__What you need to do__. Please write out the data below once more, exactly as it stands.

__The records__.
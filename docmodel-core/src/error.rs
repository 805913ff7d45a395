//! Error types and result types for object-document mapping operations.
//!
//! Validation and query-compilation failures are produced locally, before any
//! request reaches the executor. Store-reported failures are wrapped into the
//! same taxonomy but never retried. Use [`OdmResult<T>`] as the return type for
//! fallible operations.

use bson::error::Error as BsonError;
use serde_json::Error as SerdeJsonError;
use std::{collections::BTreeMap, fmt};
use thiserror::Error;

/// Accumulated validation failures, keyed by dotted attribute path.
///
/// Validation never stops at the first problem: every offending path is
/// recorded so the caller can fix all of them at once.
#[derive(Debug, Clone, Default, PartialEq, Eq)]
pub struct ValidationError {
    errors: BTreeMap<String, String>,
}

impl ValidationError {
    /// Creates an empty error set.
    pub fn new() -> Self {
        Self::default()
    }

    /// Creates an error set holding a single path/reason pair.
    pub fn single(path: impl Into<String>, reason: impl Into<String>) -> Self {
        let mut error = Self::new();
        error.add(path, reason);
        error
    }

    /// Records a failure at `path`. A second failure at the same path is appended
    /// to the existing reason.
    pub fn add(&mut self, path: impl Into<String>, reason: impl Into<String>) {
        let reason = reason.into();

        self.errors
            .entry(path.into())
            .and_modify(|existing| {
                existing.push_str("; ");
                existing.push_str(&reason);
            })
            .or_insert(reason);
    }

    /// Merges every failure of `other` into this set.
    pub fn merge(&mut self, other: ValidationError) {
        for (path, reason) in other.errors {
            self.add(path, reason);
        }
    }

    /// Returns `true` if no failure was recorded.
    pub fn is_empty(&self) -> bool {
        self.errors.is_empty()
    }

    /// Number of failing paths.
    pub fn len(&self) -> usize {
        self.errors.len()
    }

    /// The reason recorded for `path`, if any.
    pub fn get(&self, path: &str) -> Option<&str> {
        self.errors.get(path).map(String::as_str)
    }

    /// All failures as a path → reason map.
    pub fn errors(&self) -> &BTreeMap<String, String> {
        &self.errors
    }

    /// `Ok(())` when empty, otherwise `Err(self)`.
    pub fn into_result(self) -> Result<(), ValidationError> {
        if self.is_empty() { Ok(()) } else { Err(self) }
    }
}

impl fmt::Display for ValidationError {
    fn fmt(&self, f: &mut fmt::Formatter<'_>) -> fmt::Result {
        write!(f, "{} invalid field(s)", self.errors.len())?;

        for (index, (path, reason)) in self.errors.iter().enumerate() {
            let separator = if index == 0 { ": " } else { ", " };
            write!(f, "{separator}{path} ({reason})")?;
        }

        Ok(())
    }
}

impl std::error::Error for ValidationError {}

/// Represents all errors surfaced by the mapping layer.
#[derive(Error, Debug)]
pub enum OdmError {
    /// One or more attributes failed validation. Always recoverable: fix the
    /// listed paths and retry.
    #[error("Validation error: {0}")]
    Validation(#[from] ValidationError),
    /// A filter, projection, sort or update referenced an unknown path or used
    /// an operator incorrectly. Raised before anything reaches the wire.
    #[error("Invalid query on '{path}' ({operator}): {reason}")]
    InvalidQuery {
        path: String,
        operator: String,
        reason: String,
    },
    /// An attribute that the schema does not declare was assigned.
    #[error("Unknown field '{field}' on schema {schema}")]
    UnknownField { schema: String, field: String },
    /// A mutation path could not be walked.
    #[error("Invalid path '{path}': {reason}")]
    InvalidPath { path: String, reason: String },
    /// The requested schema is not registered.
    #[error("Unknown schema: {0}")]
    UnknownSchema(String),
    /// A schema or registry declaration is inconsistent.
    #[error("Invalid definition of schema {schema}: {reason}")]
    SchemaDefinition { schema: String, reason: String },
    /// The store rejected a write because of a unique constraint.
    #[error("Duplicate key in collection {collection}: {message}")]
    NotUnique { collection: String, message: String },
    /// The store rejected an operation.
    #[error("Operation failed on collection {collection}: {message}")]
    Operation { collection: String, message: String },
    /// A conditional save matched no document. Nothing was written.
    #[error("Document {id} in collection {collection} was not saved: {reason}")]
    NotSaved {
        collection: String,
        id: String,
        reason: String,
    },
    /// A query expecting exactly one document found none.
    #[error("{schema} matching query does not exist")]
    DoesNotExist { schema: String },
    /// A query expecting exactly one document found several.
    #[error("Query for {schema} returned more than one document")]
    MultipleObjectsReturned { schema: String },
    /// The executor could not reach the store.
    #[error("Connection error: {0}")]
    Connection(String),
    /// An operation exceeded its deadline.
    #[error("Timed out: {0}")]
    Timeout(String),
    /// An operation was cancelled by the caller.
    #[error("Cancelled: {0}")]
    Cancelled(String),
    /// Serialization/deserialization error when converting between formats (BSON, JSON, serde).
    #[error("Serialization error: {0}")]
    Serialization(String),
    /// Error while building a context or executor.
    #[error("Initialization error: {0}")]
    Initialization(String),
}

/// A specialized `Result` type for mapping operations.
pub type OdmResult<T> = Result<T, OdmError>;

impl OdmError {
    pub(crate) fn invalid_query(
        path: impl Into<String>,
        operator: impl Into<String>,
        reason: impl Into<String>,
    ) -> Self {
        OdmError::InvalidQuery {
            path: path.into(),
            operator: operator.into(),
            reason: reason.into(),
        }
    }

    pub(crate) fn invalid_path(path: impl Into<String>, reason: impl Into<String>) -> Self {
        OdmError::InvalidPath {
            path: path.into(),
            reason: reason.into(),
        }
    }

    /// Builds an [`OdmError::Operation`] for `collection`.
    pub fn operation(collection: impl Into<String>, message: impl Into<String>) -> Self {
        OdmError::Operation {
            collection: collection.into(),
            message: message.into(),
        }
    }
}

impl From<BsonError> for OdmError {
    fn from(err: BsonError) -> Self {
        OdmError::Serialization(err.to_string())
    }
}

impl From<SerdeJsonError> for OdmError {
    fn from(err: SerdeJsonError) -> Self {
        OdmError::Serialization(err.to_string())
    }
}

#[cfg(test)]
mod tests {
    use super::*;

    #[test]
    fn test_validation_error_accumulates_per_path() {
        let mut error = ValidationError::new();
        error.add("name", "Field is required");
        error.add("tags.1", "Expected string, got int");
        error.add("name", "Too short");

        assert_eq!(error.len(), 2);
        assert_eq!(error.get("name"), Some("Field is required; Too short"));
        assert!(error.to_string().starts_with("2 invalid field(s)"));
    }

    #[test]
    fn test_empty_validation_error_is_ok() {
        assert!(ValidationError::new().into_result().is_ok());
        assert!(ValidationError::single("a", "bad").into_result().is_err());
    }
}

__Problem solution__.
filename docmodel-core/src/error.rs
repository 805913ff7d45a395
//! Error types and result types for object-document mapping operations.
//!
//! Validation and query-compilation failures are produced locally, before any
//! request reaches the executor. Store-reported failures are wrapped into the
//! same taxonomy but never retried. Use [`OdmResult<T>`] as the return type for
//! fallible operations.

use bson::error::Error as BsonError;
use serde_json::Error as SerdeJsonError;
use std::{collections::BTreeMap, fmt};
use thiserror::Error;

/// Accumulated validation failures, keyed by dotted attribute path.
///
/// Validation never stops at the first problem: every offending path is
/// recorded so the caller can fix all of them at once.
#[derive(Debug, Clone, Default, PartialEq, Eq)]
pub struct ValidationError {
    errors: BTreeMap<String, String>,
}

impl ValidationError {
    /// Creates an empty error set.
    pub fn new() -> Self {
        Self::default()
    }

    /// Creates an error set holding a single path/reason pair.
    pub fn single(path: impl Into<String>, reason: impl Into<String>) -> Self {
        let mut error = Self::new();
        error.add(path, reason);
        error
    }

    /// Records a failure at `path`. A second failure at the same path is appended
    /// to the existing reason.
    pub fn add(&mut self, path: impl Into<String>, reason: impl Into<String>) {
        let reason = reason.into();

        self.errors
            .entry(path.into())
            .and_modify(|existing| {
                existing.push_str("; ");
                existing.push_str(&reason);
            })
            .or_insert(reason);
    }

    /// Merges every failure of `other` into this set.
    pub fn merge(&mut self, other: ValidationError) {
        for (path, reason) in other.errors {
            self.add(path, reason);
        }
    }

    /// Returns `true` if no failure was recorded.
    pub fn is_empty(&self) -> bool {
        self.errors.is_empty()
    }

    /// Number of failing paths.
    pub fn len(&self) -> usize {
        self.errors.len()
    }

    /// The reason recorded for `path`, if any.
    pub fn get(&self, path: &str) -> Option<&str> {
        self.errors.get(path).map(String::as_str)
    }

    /// All failures as a path → reason map.
    pub fn errors(&self) -> &BTreeMap<String, String> {
        &self.errors
    }

    /// `Ok(())` when empty, otherwise `Err(self)`.
    pub fn into_result(self) -> Result<(), ValidationError> {
        if self.is_empty() { Ok(()) } else { Err(self) }
    }
}

impl fmt::Display for ValidationError {
    fn fmt(&self, f: &mut fmt::Formatter<'_>) -> fmt::Result {
        write!(f, "{} invalid field(s)", self.errors.len())?;

        for (index, (path, reason)) in self.errors.iter().enumerate() {
            let separator = if index == 0 { ": " } else { ", " };
            write!(f, "{separator}{path} ({reason})")?;
        }

        Ok(())
    }
}

impl std::error::Error for ValidationError {}

/// Represents all errors surfaced by the mapping layer.
#[derive(Error, Debug)]
pub enum OdmError {
    /// One or more attributes failed validation. Always recoverable: fix the
    /// listed paths and retry.
    #[error("Validation error: {0}")]
    Validation(#[from] ValidationError),
    /// A filter, projection, sort or update referenced an unknown path or used
    /// an operator incorrectly. Raised before anything reaches the wire.
    #[error("Invalid query on '{path}' ({operator}): {reason}")]
    InvalidQuery {
        path: String,
        operator: String,
        reason: String,
    },
    /// An attribute that the schema does not declare was assigned.
    #[error("Unknown field '{field}' on schema {schema}")]
    UnknownField { schema: String, field: String },
    /// A mutation path could not be walked.
    #[error("Invalid path '{path}': {reason}")]
    InvalidPath { path: String, reason: String },
    /// The requested schema is not registered.
    #[error("Unknown schema: {0}")]
    UnknownSchema(String),
    /// A schema or registry declaration is inconsistent.
    #[error("Invalid definition of schema {schema}: {reason}")]
    SchemaDefinition { schema: String, reason: String },
    /// The store rejected a write because of a unique constraint.
    #[error("Duplicate key in collection {collection}: {message}")]
    NotUnique { collection: String, message: String },
    /// The store rejected an operation.
    #[error("Operation failed on collection {collection}: {message}")]
    Operation { collection: String, message: String },
    /// A conditional save matched no document. Nothing was written.
    #[error("Document {id} in collection {collection} was not saved: {reason}")]
    NotSaved {
        collection: String,
        id: String,
        reason: String,
    },
    /// A query expecting exactly one document found none.
    #[error("{schema} matching query does not exist")]
    DoesNotExist { schema: String },
    /// A query expecting exactly one document found several.
    #[error("Query for {schema} returned more than one document")]
    MultipleObjectsReturned { schema: String },
    /// The executor could not reach the store.
    #[error("Connection error: {0}")]
    Connection(String),
    /// An operation exceeded its deadline.
    #[error("Timed out: {0}")]
    Timeout(String),
    /// An operation was cancelled by the caller.
    #[error("Cancelled: {0}")]
    Cancelled(String),
    /// Serialization/deserialization error when converting between formats (BSON, JSON, serde).
    #[error("Serialization error: {0}")]
    Serialization(String),
    /// Error while building a context or executor.
    #[error("Initialization error: {0}")]
    Initialization(String),
}

/// A specialized `Result` type for mapping operations.
pub type OdmResult<T> = Result<T, OdmError>;

impl OdmError {
    pub(crate) fn invalid_query(
        path: impl Into<String>,
        operator: impl Into<String>,
        reason: impl Into<String>,
    ) -> Self {
        OdmError::InvalidQuery {
            path: path.into(),
            operator: operator.into(),
            reason: reason.into(),
        }
    }

    pub(crate) fn invalid_path(path: impl Into<String>, reason: impl Into<String>) -> Self {
        OdmError::InvalidPath {
            path: path.into(),
            reason: reason.into(),
        }
    }

    /// Builds an [`OdmError::Operation`] for `collection`.
    pub fn operation(collection: impl Into<String>, message: impl Into<String>) -> Self {
        OdmError::Operation {
            collection: collection.into(),
            message: message.into(),
        }
    }
}

impl From<BsonError> for OdmError {
    fn from(err: BsonError) -> Self {
        OdmError::Serialization(err.to_string())
    }
}

impl From<SerdeJsonError> for OdmError {
    fn from(err: SerdeJsonError) -> Self {
        OdmError::Serialization(err.to_string())
    }
}

#[cfg(test)]
mod tests {
    use super::*;

    #[test]
    fn test_validation_error_accumulates_per_path() {
        let mut error = ValidationError::new();
        error.add("name", "Field is required");
        error.add("tags.1", "Expected string, got int");
        error.add("name", "Too short");

        assert_eq!(error.len(), 2);
        assert_eq!(error.get("name"), Some("Field is required; Too short"));
        assert!(error.to_string().starts_with("2 invalid field(s)"));
    }

    #[test]
    fn test_empty_validation_error_is_ok() {
        assert!(ValidationError::new().into_result().is_ok());
        assert!(ValidationError::single("a", "bad").into_result().is_err());
    }
}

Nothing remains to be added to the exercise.